Наряду со стремлением продолжить логический ряд «субъект права – юридическое лицо» по нисходящей линии, были сделаны шаги к тому, чтобы удлинить его также в восходящем направлении. Этой цели подчинено понятие компетенции хозяйственного органа в том виде, в каком его конструировал В. В. Лаптев. В работе, освещающей названное понятие, сперва говорится, что правосубъектность хозяйственных органов «выражается в компетенции, под которой понимается совокупность прав и обязанностей в различных областях деятельности»[285]. Но если правосубъектность равна компетенции, а компетенция – совокупности прав и обязанностей, то последние и есть не что иное, как самая правосубъектность. Вывод довольно неожиданный, учитывая, что он не сопровожден и словом сомнения относительно общепризнанной обрисовки правосубъектности как предпосылки (возможности), но отнюдь не реальности (действительности) правообладания.

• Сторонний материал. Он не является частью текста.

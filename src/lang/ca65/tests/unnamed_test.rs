use super::{analyzer,pos,uri};
use super::super::navigation::{goto_definition,references};
use super::super::unnamed;

#[test]
fn anonymous_labels() {
    // S4: two anonymous labels, one backward reference in range, one
    // forward reference out of range
    let mut analyzer = analyzer(&[
        ("a.s",":\nnop\n:\njmp :-\njmp :++")
    ]);
    let table = analyzer.workspace().table(uri("a.s").as_str()).expect("no table").clone();
    assert_eq!(table.anon.defs,vec![0,2]);

    let defs = goto_definition(&mut analyzer,&uri("a.s"),&pos(3,4));
    assert_eq!(defs.len(),1);
    assert_eq!(defs[0].range.start.line,2);

    let defs = goto_definition(&mut analyzer,&uri("a.s"),&pos(4,4));
    assert!(defs.is_empty());
}

#[test]
fn anonymous_ordinal_arithmetic() {
    let mut analyzer = analyzer(&[
        ("a.s",":\n:\n:\njmp :--\njmp :-\nbne :+")
    ]);
    // :-- from line 3 skips one label upward
    let defs = goto_definition(&mut analyzer,&uri("a.s"),&pos(3,4));
    assert_eq!(defs[0].range.start.line,1);
    // :- is the label immediately previous
    let defs = goto_definition(&mut analyzer,&uri("a.s"),&pos(4,4));
    assert_eq!(defs[0].range.start.line,2);
    // :+ from below every label is out of range
    let defs = goto_definition(&mut analyzer,&uri("a.s"),&pos(5,4));
    assert!(defs.is_empty());
}

#[test]
fn anonymous_angle_bracket_synonyms() {
    let mut analyzer = analyzer(&[
        ("a.s",":\nnop\nbne :<\nbeq :>")
    ]);
    let defs = goto_definition(&mut analyzer,&uri("a.s"),&pos(2,4));
    assert_eq!(defs[0].range.start.line,0);
    // :> looks forward past the last label, nothing is there
    let defs = goto_definition(&mut analyzer,&uri("a.s"),&pos(3,4));
    assert!(defs.is_empty());
}

#[test]
fn anonymous_references_include_definition() {
    let mut analyzer = analyzer(&[
        ("a.s",":\njmp :-\njmp :-")
    ]);
    let refs = references(&mut analyzer,&uri("a.s"),&pos(1,4));
    assert_eq!(refs.len(),3);
    assert_eq!(refs[0].range.start.line,0);
    assert_eq!(refs[1].range.start.line,1);
    assert_eq!(refs[2].range.start.line,2);
}

#[test]
fn cheap_locals() {
    // S5: the same cheap name in two blocks resolves per block
    let src = "foo:\n@loop: nop\nbne @loop\nbar:\n@loop: nop\nbne @loop";
    let mut analyzer = analyzer(&[("a.s",src)]);
    let defs = goto_definition(&mut analyzer,&uri("a.s"),&pos(2,4));
    assert_eq!(defs.len(),1);
    assert_eq!(defs[0].range.start.line,1);
    let defs = goto_definition(&mut analyzer,&uri("a.s"),&pos(5,4));
    assert_eq!(defs[0].range.start.line,4);
    let refs = references(&mut analyzer,&uri("a.s"),&pos(2,4));
    assert_eq!(refs.len(),2);
    assert_eq!(refs[0].range.start.line,1);
    assert_eq!(refs[1].range.start.line,2);
}

#[test]
fn cheap_local_from_definition_site() {
    let mut analyzer = analyzer(&[
        ("a.s","foo:\n@skip: nop\nbne @skip")
    ]);
    // cursor on the defining label itself
    let refs = references(&mut analyzer,&uri("a.s"),&pos(1,2));
    assert_eq!(refs.len(),2);
}

#[test]
fn cheap_names_in_block() {
    let analyzer = analyzer(&[
        ("a.s","foo:\n@a: nop\n@b: nop\nbar:\n@c: nop")
    ]);
    let ws = analyzer.workspace();
    let doc = ws.doc(uri("a.s").as_str()).expect("no doc");
    let table = ws.table(uri("a.s").as_str()).expect("no table");
    assert_eq!(unnamed::cheap_labels_in_block(doc,table,2),vec!["@a".to_string(),"@b".to_string()]);
    assert_eq!(unnamed::cheap_labels_in_block(doc,table,4),vec!["@c".to_string()]);
}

Будем, однако, считать, что приведенная фраза не более чем случайная обмолвка, устраненная последующим прямым указанием на то, что компетенция шире правосубъектности и что она «включает как обладание правами и обязанностями, так и возможность обладания ими, т. е. правоспособность»[286]. В таком случае компетенция выступает как родовое понятие, в логической субординации с которой состоят подчиненные ей видовые понятия. Но это было бы возможно лишь при условии, что сами видовые понятия связаны прямой координацией как равновеликие по степени достигнутого ими обобщения. Ничего подобного в рассматриваемом построении не наблюдается, ибо оно соединяет, с одной стороны, все формы проявления правоспособности и, с другой, далеко не все, а только «определенные», существующие вне правоотношения, да и то лишь некоторые, но не любые вообще вне правоотношения находящиеся субъективные права и обязанности.[287] Это означает, что один из составных элементов компетенции (правоспособность) находится на уровне вида, а два других («определенные» права и обязанности) на уровне части вида. Между ними мыслима, следовательно, лишь косвенная, но не прямая координационная связь, а тем самым непосредственное их выражение в компетенции как едином родовом понятии исключается с самого начала.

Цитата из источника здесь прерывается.